** Opening DATA FOR ANALYSIS block **

use std::collections::BTreeSet;

use chrono::{DateTime, Utc};
use serde::{Deserialize, Serialize};

use crate::error::{Error, Result};

/// A text unit belonging to a project
#[derive(Debug, Clone, PartialEq, Serialize, Deserialize)]
pub struct Note {
    pub id: String,
    pub project_id: String,
    pub title: String,
    pub body: String,
    pub tags: Vec<String>,
    pub created_at: DateTime<Utc>,
    pub updated_at: DateTime<Utc>,
    pub source_document_id: Option<String>,
}

impl Note {
    pub fn new(id: impl Into<String>, project_id: impl Into<String>, title: &str, body: &str) -> Self {
        let now = Utc::now();
        Self {
            id: id.into(),
            project_id: project_id.into(),
            title: title.to_string(),
            body: body.to_string(),
            tags: Vec::new(),
            created_at: now,
            updated_at: now,
            source_document_id: None,
        }
    }

    /// New note with a random identifier
    pub fn create(project_id: impl Into<String>, title: &str, body: &str) -> Self {
        Self::new(uuid::Uuid::new_v4().to_string(), project_id, title, body)
    }

    pub fn with_tags<I, S>(mut self, tags: I) -> Self
    where
        I: IntoIterator<Item = S>,
        S: Into<String>,
    {
        self.tags = normalize_tags(tags);
        self
    }

    pub fn validate(&self) -> Result<()> {
        if self.id.trim().is_empty() {
            return Err(Error::validation("Note id must not be empty"));
        }
        if self.project_id.trim().is_empty() {
            return Err(Error::validation("Project id must not be empty"));
        }
        Ok(())
    }

    /// Text that gets embedded: title and body, trimmed and joined
    pub fn embedding_text(&self) -> String {
        embedding_text(&self.title, &self.body)
    }

    /// Hash of [`Note::embedding_text`], used to detect stale embeddings
    pub fn content_hash(&self) -> String {
        content_hash(&self.embedding_text())
    }

    /// Apply an edit. Returns true when the embedded text changed.
    pub fn edit(&mut self, title: Option<&str>, body: Option<&str>) -> bool {
        let before = self.content_hash();
        if let Some(title) = title {
            self.title = title.to_string();
        }
        if let Some(body) = body {
            self.body = body.to_string();
        }
        self.updated_at = Utc::now();
        before != self.content_hash()
    }
}

pub fn embedding_text(title: &str, body: &str) -> String {
    let title = title.trim();
    let body = body.trim();
    match (title.is_empty(), body.is_empty()) {
        (true, _) => body.to_string(),
        (false, true) => title.to_string(),
        (false, false) => format!("{}\n{}", title, body),
    }
}

pub fn content_hash(text: &str) -> String {
    blake3::hash(text.as_bytes()).to_hex().to_string()
}

/// Trim, drop empties and deduplicate while keeping first-seen order
pub fn normalize_tags<I, S>(tags: I) -> Vec<String>
where
    I: IntoIterator<Item = S>,
    S: Into<String>,
{
    let mut seen = BTreeSet::new();
    tags.into_iter()
        .map(|t| t.into().trim().to_string())
        .filter(|t| !t.is_empty() && seen.insert(t.clone()))
        .collect()
}

#[cfg(test)]
mod tests {
    use super::*;

    #[test]
    fn test_embedding_text_joins_trimmed_parts() {
        assert_eq!(embedding_text("  Q3 budget review ", " numbers\n"), "Q3 budget review\nnumbers");
        assert_eq!(embedding_text("Title", "   "), "Title");
        assert_eq!(embedding_text("", "body only"), "body only");
        assert_eq!(embedding_text(" ", "\t"), "");
    }

    #[test]
    fn test_edit_reports_text_changes() {
        let mut note = Note::new("n1", "p1", "Title", "Body");
        assert!(!note.edit(Some("Title"), None));
        assert!(note.edit(None, Some("New body")));
        assert_eq!(note.body, "New body");
    }

    #[test]
    fn test_content_hash_ignores_surrounding_whitespace() {
        let a = Note::new("a", "p", "Title", "Body");
        let b = Note::new("b", "p", " Title ", "Body\n");
        assert_eq!(a.content_hash(), b.content_hash());
    }

    #[test]
    fn test_normalize_tags() {
        let note = Note::create("p", "t", "b").with_tags(["ai", " ai", "", "rust"]);
        assert_eq!(note.tags, vec!["ai".to_string(), "rust".to_string()]);
    }

    #[test]
    fn test_validate_rejects_blank_ids() {
        assert!(Note::new(" ", "p", "t", "b").validate().is_err());
        assert!(Note::new("n", "", "t", "b").validate().is_err());
        assert!(Note::new("n", "p", "", "").validate().is_ok());
    }
}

** Closing DATA FOR ANALYSIS block **

_EXERCISE DETAILS_.
From the records above, copy each line where the word "false" can be found.

_RESULT_.
        (false, true) => title.to_string(),
        (false, false) => format!("{}\n{}", title, body),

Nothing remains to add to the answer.